Research on the Optimization Path of Green Operation Management of Energy Logistics under Dual Carbon Goals

Under the background of “dual-carbon” target, energy logistics, as a key link in the energy industry chain, is constrained by its high energy consumption and high emission problems in the process of green transformation. This paper focuses on the “three highs and one low” status quo of energy logistics (high proportion of traditional transportation, high energy consumption of equipment, high emission intensity, and low penetration rate of green technology), and constructs a three-dimensional optimization framework of “technology-policy-cost” through the literature research method and case study method to systematically analyze the core bottlenecks of green operation in the industry. The study analyzes the core bottlenecks of green operation in the industry.

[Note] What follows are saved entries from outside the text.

//! Threshold Calibration Service
//!
//! Derives min/max thresholds for a sensor from its own history. Results
//! are cached per (device, sensor) and persisted onto the sensor row; a
//! sensor without enough history keeps its static thresholds.

use crate::cache::TtlCache;
use crate::stats::{percentile, statistics};
use crate::{Result, SensorError};
use chrono::{Duration, Timelike};
use fieldwatch_store::{
    Band, CalibrationMethod, CalibrationResult, Clock, Confidence, DeviceId, DeviceSensor,
    ReadingQuery, SensorId, TelemetryStore,
};
use serde::{Deserialize, Serialize};
use std::collections::BTreeMap;
use std::sync::Arc;

/// Knobs for one calibration run
#[derive(Debug, Clone, PartialEq, Serialize, Deserialize)]
#[serde(default)]
pub struct CalibrationOptions {
    pub time_window_hours: u32,
    /// Percentile used for the upper threshold
    pub p_high: f64,
    /// Percentile used for the lower threshold
    pub p_low: f64,
    /// Fraction of a standard deviation to widen the band by
    pub smoothing: f64,
    /// Per-hour bands for light-like sensors
    pub use_time_of_day: bool,
    pub min_points: usize,
}

impl Default for CalibrationOptions {
    fn default() -> Self {
        Self {
            time_window_hours: 168,
            p_high: 95.0,
            p_low: 5.0,
            smoothing: 0.2,
            use_time_of_day: false,
            min_points: 100,
        }
    }
}

#[derive(Debug, Clone)]
pub struct CalibrationConfig {
    pub cache_ttl: Duration,
    pub options: CalibrationOptions,
}

impl Default for CalibrationConfig {
    fn default() -> Self {
        Self {
            cache_ttl: Duration::hours(1),
            options: CalibrationOptions::default(),
        }
    }
}

#[derive(Debug, Clone, Serialize)]
pub struct CalibratedSensor {
    pub sensor_id: SensorId,
    pub pin: String,
    pub result: CalibrationResult,
}

#[derive(Debug, Clone, Serialize)]
pub struct SkippedSensor {
    pub sensor_id: SensorId,
    pub pin: String,
    pub reason: String,
}

#[derive(Debug, Clone, Serialize)]
pub struct FailedSensor {
    pub sensor_id: SensorId,
    pub pin: String,
    pub error: String,
}

/// Outcome of calibrating every sensor of a device
#[derive(Debug, Clone, Default, Serialize)]
pub struct CalibrationReport {
    pub device_id: DeviceId,
    pub calibrated: Vec<CalibratedSensor>,
    pub skipped: Vec<SkippedSensor>,
    pub failed: Vec<FailedSensor>,
}

pub struct CalibrationService {
    store: Arc<dyn TelemetryStore>,
    clock: Arc<dyn Clock>,
    cache: TtlCache<(DeviceId, SensorId), CalibrationResult>,
    options: CalibrationOptions,
}

impl CalibrationService {
    pub fn new(store: Arc<dyn TelemetryStore>, clock: Arc<dyn Clock>, config: CalibrationConfig) -> Self {
        Self {
            cache: TtlCache::new(config.cache_ttl, clock.clone()),
            store,
            clock,
            options: config.options,
        }
    }

    pub fn options(&self) -> &CalibrationOptions {
        &self.options
    }

    /// Calibrate one sensor with the service's default options.
    pub async fn calibrate(&self, device_id: DeviceId, sensor_id: SensorId) -> Result<CalibrationResult> {
        let options = self.options.clone();
        self.calibrate_with(device_id, sensor_id, &options).await
    }

    pub async fn calibrate_with(
        &self,
        device_id: DeviceId,
        sensor_id: SensorId,
        options: &CalibrationOptions,
    ) -> Result<CalibrationResult> {
        let key = (device_id, sensor_id);
        // The cache only ever holds results for the service's own options
        let default_options = *options == self.options;
        if default_options {
            if let Some(cached) = self.cache.get(&key) {
                return Ok(cached);
            }
        }

        let sensor = self
            .store
            .sensor(sensor_id)
            .await?
            .filter(|s| s.device_id == device_id)
            .ok_or(SensorError::SensorNotFound { device_id, sensor_id })?;

        let result = self.compute(&sensor, options).await?;

        if result.method != CalibrationMethod::Default {
            self.store.save_calibration(sensor.id, &result).await?;
        }
        if default_options {
            self.cache.insert(key, result.clone());
        } else {
            self.cache.invalidate(&key);
        }

        tracing::info!(
            device_id,
            sensor_id,
            method = ?result.method,
            confidence = ?result.confidence,
            samples = result.sample_count,
            "Sensor calibrated"
        );

        Ok(result)
    }

    async fn compute(&self, sensor: &DeviceSensor, options: &CalibrationOptions) -> Result<CalibrationResult> {
        if options.p_low >= options.p_high {
            return Err(SensorError::InvalidConfig(format!(
                "p_low ({}) must be below p_high ({})",
                options.p_low, options.p_high
            )));
        }

        let now = self.clock.now();
        let from = Duration::try_hours(i64::from(options.time_window_hours))
            .and_then(|window| now.checked_sub_signed(window))
            .ok_or_else(|| {
                SensorError::InvalidConfig(format!(
                    "time_window_hours {} is out of range",
                    options.time_window_hours
                ))
            })?;
        let query = ReadingQuery::new(sensor.device_id, from, now).pin(&sensor.pin);
        let readings: Vec<_> = self
            .store
            .readings(&query)
            .await?
            .into_iter()
            .filter(|r| r.recognised_type() == Some(sensor.sensor_type))
            .collect();

        let values: Vec<f64> = readings.iter().map(|r| r.processed_value).collect();
        let sample_count = values.len();

        if sample_count < options.min_points {
            return Ok(CalibrationResult {
                min_threshold: sensor.threshold_min,
                max_threshold: sensor.threshold_max,
                method: CalibrationMethod::Default,
                confidence: Confidence::Low,
                computed_at: now,
                sample_count,
                hourly_thresholds: None,
            });
        }

        let stats = statistics(&values)
            .ok_or_else(|| SensorError::Calibration("empty history".to_string()))?;
        let cv_percent = stats.coefficient_of_variation().map(|cv| cv * 100.0);
        let confidence = Confidence::assess(sample_count, cv_percent);

        let p_low = percentile(&values, options.p_low).unwrap_or(stats.min);
        let p_high = percentile(&values, options.p_high).unwrap_or(stats.max);

        if options.use_time_of_day && sensor.sensor_type.is_light_like() {
            let mut buckets: BTreeMap<u32, Vec<f64>> = BTreeMap::new();
            for reading in &readings {
                buckets
                    .entry(reading.timestamp.hour())
                    .or_default()
                    .push(reading.processed_value);
            }

            let hourly = buckets
                .into_iter()
                .filter_map(|(hour, bucket)| {
                    let low = percentile(&bucket, options.p_low)?;
                    let high = percentile(&bucket, options.p_high)?;
                    Some((hour, Band::new(low, high)))
                })
                .collect();

            return Ok(CalibrationResult {
                min_threshold: Some(p_low),
                max_threshold: Some(p_high),
                method: CalibrationMethod::TimeBased,
                confidence,
                computed_at: now,
                sample_count,
                hourly_thresholds: Some(hourly),
            });
        }

        let margin = options.smoothing * stats.std_dev;
        let mut min_threshold = p_low - margin;
        // Floor at zero only for series that never went negative; a sub-zero
        // series clamped to 0 would end up with min above max
        if stats.min >= 0.0 {
            min_threshold = min_threshold.max(0.0);
        }

        Ok(CalibrationResult {
            min_threshold: Some(min_threshold),
            max_threshold: Some(p_high + margin),
            method: CalibrationMethod::Statistical,
            confidence,
            computed_at: now,
            sample_count,
            hourly_thresholds: None,
        })
    }

    /// Calibrate every enabled, auto-calibrating sensor of a device. One
    /// sensor failing never aborts the others.
    pub async fn calibrate_all_sensors(&self, device_id: DeviceId) -> Result<CalibrationReport> {
        if self.store.device(device_id).await?.is_none() {
            return Err(SensorError::DeviceNotFound(device_id));
        }

        let sensors = self.store.device_sensors(device_id).await?;
        let mut report = CalibrationReport {
            device_id,
            ..Default::default()
        };

        for sensor in sensors {
            if !sensor.enabled || !sensor.auto_calibrate {
                report.skipped.push(SkippedSensor {
                    sensor_id: sensor.id,
                    pin: sensor.pin,
                    reason: "auto-calibration not enabled".to_string(),
                });
                continue;
            }

            match self.calibrate(device_id, sensor.id).await {
                Ok(result) if result.method == CalibrationMethod::Default => {
                    report.skipped.push(SkippedSensor {
                        sensor_id: sensor.id,
                        pin: sensor.pin,
                        reason: format!(
                            "insufficient data ({} of {} readings)",
                            result.sample_count, self.options.min_points
                        ),
                    });
                }
                Ok(result) => report.calibrated.push(CalibratedSensor {
                    sensor_id: sensor.id,
                    pin: sensor.pin,
                    result,
                }),
                Err(e) => {
                    tracing::warn!(device_id, sensor_id = sensor.id, error = %e, "Calibration failed");
                    report.failed.push(FailedSensor {
                        sensor_id: sensor.id,
                        pin: sensor.pin,
                        error: e.to_string(),
                    });
                }
            }
        }

        tracing::info!(
            device_id,
            calibrated = report.calibrated.len(),
            skipped = report.skipped.len(),
            failed = report.failed.len(),
            "Device calibration complete"
        );

        Ok(report)
    }
}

The study finds that the lack of technology standardization, dependence on imported core technologies, imbalance in cost sharing mechanism and insufficient policy synergy are the main obstacles, among which the penetration rate of new energy equipment in small and medium-sized logistics enterprises (SMEs) is only 9%, which is a significant gap with that of large enterprises. To address the above issues, this paper proposes three optimization paths: technology standardization and integration, policy incentives and cost sharing, and operation mode innovation, including the establishment of a unified carbon accounting standard, the promotion of the “rent-to-purchase” lightweight transformation mode, the construction of a carbon cost sharing mechanism based on the Shapley value method, and the development of multimodal transportation and shared energy storage modes. etc. Practical verification shows that these strategies can reduce carbon emissions per unit of cargo volume by 22.4%-28.7%, and reduce the cost of green transformation for small and medium-sized enterprises (SMEs) by 52%. The research results provide a replicable theoretical framework and practical solutions for the green operation of energy logistics, and help realize the dual-carbon goal.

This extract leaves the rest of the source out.